WEEKLY OCEAN NEWS
9-13 January 2006
DataStreme Ocean will return for Spring 2006 with new Investigations files
starting during Preview Week, Monday, 16 January 2006. All the current online
homepage products will continue to be available throughout the break period.
Ocean in the News:
- Zeta finally dissipates -- The 27th named tropical cyclone (tropical
storm or hurricane) of the 2005 North Atlantic hurricane season, Tropical Storm
Zeta, finally dissipated over the Atlantic last Friday. In addition to
increasing the already record number of systems, Zeta has the distinction of
tying Hurricane Alice (the second such named hurricane in 1954) as being the
latest tropical storm to form in December. However, Zeta became the
longest-lived tropical storm to develop in December and continue into the
following January, extending the record setting hurricane season. It also marks
the longest-lasting January tropical cyclone on record. [USA
Today] The MODIS sensor onboard NASA's polar-orbiting Aqua satellite
captured a historic image of this record setting tropical system. [NASA
Earth Observatory]
- Navigational charts available on line -- A NOAA official reported
that mariners can now download free electronic versions of the NOAA Raster
Navigational Charts and weekly updates to "Notice to Mariners" from
the Internet as a means of helping make navigation safer in US waters. [NOAA
News]
- PORTS® program shown to provide economic benefits
-- NOAA officials recently announced that a study has demonstrated that
Florida's Tampa Bay area has benefited from the operation of NOAA's Physical
Oceanographic Real-Time System (PORTS®), with more than $7
million per year realized in savings and direct income. [NOAA News]

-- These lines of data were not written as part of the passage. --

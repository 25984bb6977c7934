//! Predicate compiler — turns a segment definition into an executable filter.

use crate::definition::{
    SegmentDefinition, FIELD_EMAIL_CONTAINS, FIELD_IN_LIST_IDS, FIELD_NOT_IN_LIST_IDS,
};
use campaign_core::types::{Contact, ContactStatus, ListId};
use campaign_core::{CampaignError, CampaignResult};
use serde::Serialize;
use std::fmt;
use utoipa::ToSchema;

/// Longest permitted `emailContains` needle (the maximum length of an address).
pub const MAX_EMAIL_NEEDLE_LEN: usize = 254;

#[derive(Debug, Clone, PartialEq, Eq)]
pub enum Clause {
    Status(ContactStatus),
    /// Needle is stored ASCII-lowercased.
    EmailContains(String),
    GdprConsent(bool),
    /// Member of at least one of these lists.
    InAnyList(Vec<ListId>),
    /// Member of none of these lists.
    InNoList(Vec<ListId>),
}

impl Clause {
    /// `member_lists` must be sorted ascending.
    fn evaluate(&self, contact: &Contact, member_lists: &[ListId]) -> bool {
        match self {
            Clause::Status(status) => contact.status == *status,
            Clause::EmailContains(needle) => contact
                .email
                .as_deref()
                .is_some_and(|email| email.to_ascii_lowercase().contains(needle.as_str())),
            Clause::GdprConsent(consent) => contact.gdpr_consent() == *consent,
            Clause::InAnyList(ids) => ids.iter().any(|id| member_lists.binary_search(id).is_ok()),
            Clause::InNoList(ids) => !ids.iter().any(|id| member_lists.binary_search(id).is_ok()),
        }
    }

    fn references_lists(&self) -> bool {
        matches!(self, Clause::InAnyList(_) | Clause::InNoList(_))
    }
}

/// Non-fatal findings about a definition that still compiles.
#[derive(Debug, Clone, PartialEq, Eq, Serialize, ToSchema)]
#[serde(tag = "kind", rename_all = "snake_case")]
pub enum DefinitionWarning {
    /// Ids present in both the inclusion and the exclusion clause.
    OverlappingListIds {
        #[schema(value_type = Vec<u64>)]
        list_ids: Vec<ListId>,
    },
    /// Referenced lists that no longer exist; they never match anyone.
    UnknownListIds {
        #[schema(value_type = Vec<u64>)]
        list_ids: Vec<ListId>,
    },
}

impl fmt::Display for DefinitionWarning {
    fn fmt(&self, f: &mut fmt::Formatter<'_>) -> fmt::Result {
        match self {
            DefinitionWarning::OverlappingListIds { list_ids } => write!(
                f,
                "list ids {list_ids:?} appear in both inListIds and notInListIds; exclusion wins for those ids"
            ),
            DefinitionWarning::UnknownListIds { list_ids } => {
                write!(f, "list ids {list_ids:?} no longer exist and match no contact")
            }
        }
    }
}

/// Compiled, side-effect-free form of a [`SegmentDefinition`].
#[derive(Debug, Clone)]
pub struct Predicate {
    clauses: Vec<Clause>,
    warnings: Vec<DefinitionWarning>,
}

impl Predicate {
    /// Evaluate against a contact and its sorted member list ids.
    pub fn matches(&self, contact: &Contact, member_lists: &[ListId]) -> bool {
        self.clauses
            .iter()
            .all(|clause| clause.evaluate(contact, member_lists))
    }

    /// Whether evaluation needs membership edges at all.
    pub fn references_lists(&self) -> bool {
        self.clauses.iter().any(Clause::references_lists)
    }

    /// Every list id named by a list clause, sorted and de-duplicated.
    pub fn referenced_list_ids(&self) -> Vec<ListId> {
        let mut ids: Vec<ListId> = self
            .clauses
            .iter()
            .flat_map(|clause| match clause {
                Clause::InAnyList(ids) | Clause::InNoList(ids) => ids.as_slice(),
                _ => &[][..],
            })
            .copied()
            .collect();
        ids.sort_unstable();
        ids.dedup();
        ids
    }

    pub fn is_identity(&self) -> bool {
        self.clauses.is_empty()
    }

    pub fn clauses(&self) -> &[Clause] {
        &self.clauses
    }

    pub fn warnings(&self) -> &[DefinitionWarning] {
        &self.warnings
    }
}

/// Validate and compile a definition. Runs before any data is scanned.
pub fn compile(definition: &SegmentDefinition) -> CampaignResult<Predicate> {
    let mut clauses = Vec::with_capacity(definition.clause_count());
    let mut warnings = Vec::new();

    if let Some(status) = definition.status() {
        clauses.push(Clause::Status(status));
    }

    if let Some(needle) = definition.email_contains() {
        if needle.chars().count() > MAX_EMAIL_NEEDLE_LEN {
            return Err(CampaignError::validation(
                FIELD_EMAIL_CONTAINS,
                format!("must be at most {MAX_EMAIL_NEEDLE_LEN} characters"),
            ));
        }
        if !needle.is_empty() {
            clauses.push(Clause::EmailContains(needle.to_ascii_lowercase()));
        }
    }

    if let Some(consent) = definition.gdpr_consent() {
        clauses.push(Clause::GdprConsent(consent));
    }

    let include = list_clause(FIELD_IN_LIST_IDS, definition.in_list_ids())?;
    let exclude = list_clause(FIELD_NOT_IN_LIST_IDS, definition.not_in_list_ids())?;

    if let (Some(include), Some(exclude)) = (&include, &exclude) {
        let overlap: Vec<ListId> = include
            .iter()
            .filter(|id| exclude.binary_search(id).is_ok())
            .copied()
            .collect();
        if !overlap.is_empty() {
            warnings.push(DefinitionWarning::OverlappingListIds { list_ids: overlap });
        }
    }

    if let Some(ids) = include {
        clauses.push(Clause::InAnyList(ids));
    }
    if let Some(ids) = exclude {
        clauses.push(Clause::InNoList(ids));
    }

    Ok(Predicate { clauses, warnings })
}

fn list_clause(field: &'static str, ids: Option<&[ListId]>) -> CampaignResult<Option<Vec<ListId>>> {
    let Some(ids) = ids else {
        return Ok(None);
    };
    if ids.contains(&0) {
        return Err(CampaignError::validation(field, "list id 0 is not a valid list"));
    }
    let mut ids = ids.to_vec();
    ids.sort_unstable();
    ids.dedup();
    Ok((!ids.is_empty()).then_some(ids))
}

#[cfg(test)]
mod tests {
    use super::*;
    use crate::builder::DefinitionBuilder;
    use chrono::Utc;

    fn contact(id: u64, email: Option<&str>, status: ContactStatus, consent: bool) -> Contact {
        Contact {
            id,
            email: email.map(str::to_string),
            name: None,
            status,
            gdpr_consent_at: consent.then(Utc::now),
        }
    }

    #[test]
    fn test_empty_definition_is_identity() {
        let predicate = compile(&SegmentDefinition::empty()).unwrap();
        assert!(predicate.is_identity());
        assert!(!predicate.references_lists());
        assert!(predicate.matches(&contact(1, None, ContactStatus::Bounced, false), &[]));
    }

    #[test]
    fn test_status_clause() {
        let predicate = compile(&DefinitionBuilder::new().status(ContactStatus::Active).build()).unwrap();
        assert!(predicate.matches(&contact(1, None, ContactStatus::Active, false), &[]));
        assert!(!predicate.matches(&contact(2, None, ContactStatus::Unsubscribed, false), &[]));
    }

    #[test]
    fn test_email_contains_is_case_insensitive() {
        let predicate =
            compile(&DefinitionBuilder::new().email_contains("@EXAMPLE.com").build()).unwrap();
        assert!(predicate.matches(
            &contact(1, Some("Jane@Example.COM"), ContactStatus::Active, false),
            &[]
        ));
        assert!(!predicate.matches(
            &contact(2, Some("jane@example.org"), ContactStatus::Active, false),
            &[]
        ));
        assert!(!predicate.matches(&contact(3, None, ContactStatus::Active, false), &[]));
    }

    #[test]
    fn test_gdpr_clause_both_polarities() {
        let consenting = contact(1, None, ContactStatus::Active, true);
        let refusing = contact(2, None, ContactStatus::Active, false);

        let yes = compile(&DefinitionBuilder::new().gdpr_consent(true).build()).unwrap();
        assert!(yes.matches(&consenting, &[]));
        assert!(!yes.matches(&refusing, &[]));

        let no = compile(&DefinitionBuilder::new().gdpr_consent(false).build()).unwrap();
        assert!(!no.matches(&consenting, &[]));
        assert!(no.matches(&refusing, &[]));
    }

    #[test]
    fn test_any_and_none_list_semantics() {
        let c = contact(1, None, ContactStatus::Active, false);

        let any = compile(&DefinitionBuilder::new().in_any_list([1, 2]).build()).unwrap();
        assert!(any.references_lists());
        assert!(any.matches(&c, &[1]));
        assert!(any.matches(&c, &[2, 7]));
        assert!(!any.matches(&c, &[3]));
        assert!(!any.matches(&c, &[]));

        let none = compile(&DefinitionBuilder::new().in_no_list([3]).build()).unwrap();
        assert!(none.matches(&c, &[]));
        assert!(none.matches(&c, &[1, 2]));
        assert!(!none.matches(&c, &[3]));
    }

    #[test]
    fn test_overlap_warns_and_exclusion_dominates() {
        let predicate = compile(
            &DefinitionBuilder::new()
                .in_any_list([1, 2])
                .in_no_list([2])
                .build(),
        )
        .unwrap();
        assert_eq!(
            predicate.warnings(),
            &[DefinitionWarning::OverlappingListIds { list_ids: vec![2] }]
        );
        let c = contact(1, None, ContactStatus::Active, false);
        // Only through list 2: excluded.
        assert!(!predicate.matches(&c, &[2]));
        // Through list 1 while also in excluded list 2: still excluded.
        assert!(!predicate.matches(&c, &[1, 2]));
        // Through list 1 alone: included.
        assert!(predicate.matches(&c, &[1]));
    }

    #[test]
    fn test_list_id_zero_rejected() {
        let err = compile(&DefinitionBuilder::new().in_no_list([0, 4]).build()).unwrap_err();
        assert!(matches!(err, CampaignError::Validation { ref field, .. } if field == "notInListIds"));
    }

    #[test]
    fn test_needle_limit_counts_characters() {
        let needle = "é".repeat(MAX_EMAIL_NEEDLE_LEN);
        assert!(needle.len() > MAX_EMAIL_NEEDLE_LEN);
        assert!(compile(&DefinitionBuilder::new().email_contains(needle).build()).is_ok());
    }

    #[test]
    fn test_overlong_needle_rejected() {
        let needle = "a".repeat(MAX_EMAIL_NEEDLE_LEN + 1);
        let err = compile(&DefinitionBuilder::new().email_contains(needle).build()).unwrap_err();
        assert!(matches!(err, CampaignError::Validation { ref field, .. } if field == "emailContains"));
    }

    #[test]
    fn test_referenced_list_ids_merged() {
        let predicate = compile(
            &DefinitionBuilder::new()
                .in_any_list([5, 1])
                .in_no_list([1, 9])
                .build(),
        )
        .unwrap();
        assert_eq!(predicate.referenced_list_ids(), vec![1, 5, 9]);
    }

    #[test]
    fn test_adding_clause_never_widens() {
        let population: Vec<(Contact, Vec<ListId>)> = vec![
            (contact(1, Some("a@example.com"), ContactStatus::Active, true), vec![1]),
            (contact(2, Some("b@example.org"), ContactStatus::Active, false), vec![]),
            (contact(3, None, ContactStatus::Inactive, true), vec![1, 3]),
            (contact(4, Some("d@example.com"), ContactStatus::Bounced, false), vec![3]),
        ];
        let steps = [
            DefinitionBuilder::new().build(),
            DefinitionBuilder::new().status(ContactStatus::Active).build(),
            DefinitionBuilder::new()
                .status(ContactStatus::Active)
                .email_contains("example")
                .build(),
            DefinitionBuilder::new()
                .status(ContactStatus::Active)
                .email_contains("example")
                .in_any_list([1])
                .build(),
            DefinitionBuilder::new()
                .status(ContactStatus::Active)
                .email_contains("example")
                .in_any_list([1])
                .gdpr_consent(true)
                .build(),
        ];

        let mut previous: Option<Vec<u64>> = None;
        for definition in &steps {
            let predicate = compile(definition).unwrap();
            let matched: Vec<u64> = population
                .iter()
                .filter(|(c, lists)| predicate.matches(c, lists))
                .map(|(c, _)| c.id)
                .collect();
            if let Some(prev) = &previous {
                assert!(matched.iter().all(|id| prev.contains(id)));
            }
            previous = Some(matched);
        }
        assert_eq!(previous, Some(vec![1]));
    }
}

- TOPEX/Poseidon Mission finally ends -- After making almost 62,000
orbits of planet Earth, the TOPEX/Poseidon satellite that was used to
continuously monitor the topography of the world's oceans finally lost its
ability to maneuver last week, bringing to a close 13-year mission, well beyond
the anticipated 5-year lifetime. [NASA
Earth Observatory]
- Increased numbers of manatees killed -- Preliminary statistics
released by the Florida Fish and Wildlife Commission indicate that more than
360 manatees died in waters of the Sunshine State during the first eleven
months of 2005, nearly 100 more than during 2004. The toxic "red
tide" and collisions with boats appear to be the leading cause of the
deaths of the endangered manatees. [ENN]
- Seagrass damaged by boaters -- A study by the National Parks
Conservation Association notes that negligent boaters on Florida Bay have been
destroying the fragile seagrass that grows in the Bay's shallow waters that
also include a large portion of the Everglades National Park. The seagrass
represents an important habitat for the Sunshine State's fishing industry. [ENN]
- Protection of northwestern Hawaiian Islands considered -- While
some of the islands along the western section of the Hawaiian Island
archipelago have been designated as a National Wildlife Refuge for nearly 100
years, efforts have been made to expand the refuge status to include the
surrounding coral reefs as a wildlife sanctuary, with NOAA scheduled to prepare
rules for managing the waters in this expanded sanctuary. [ENN]
- Ocean warming detected by marine organisms -- Researchers at
Scripps Institution of Oceanography and Monterey Bay Aquarium Research
Institute have discovered that populations of foraminifera, small marine
organisms, have increased dramatically during the last century, at rates that
have not been reached during the previous 1400 years. These scientists
attribute the rapid growth to recent ocean warming. [Scripps
Institution of Oceanography]
- Global climate change could trigger extreme changes in ocean processes
-- Researchers with the Scripps Institution of Oceanography who have been
studying deep-sea sediment cores retrieved from the Integrated Ocean Drilling
Program point to abrupt large-scale ocean circulation changes, including
directional reversals, during the late Paleocene and the beginning of the
Eocene eras (approximately 55 million years ago) as being a part of the warming
of the planetary climate during the so-called Paleocene/Eocene Thermal Maximum.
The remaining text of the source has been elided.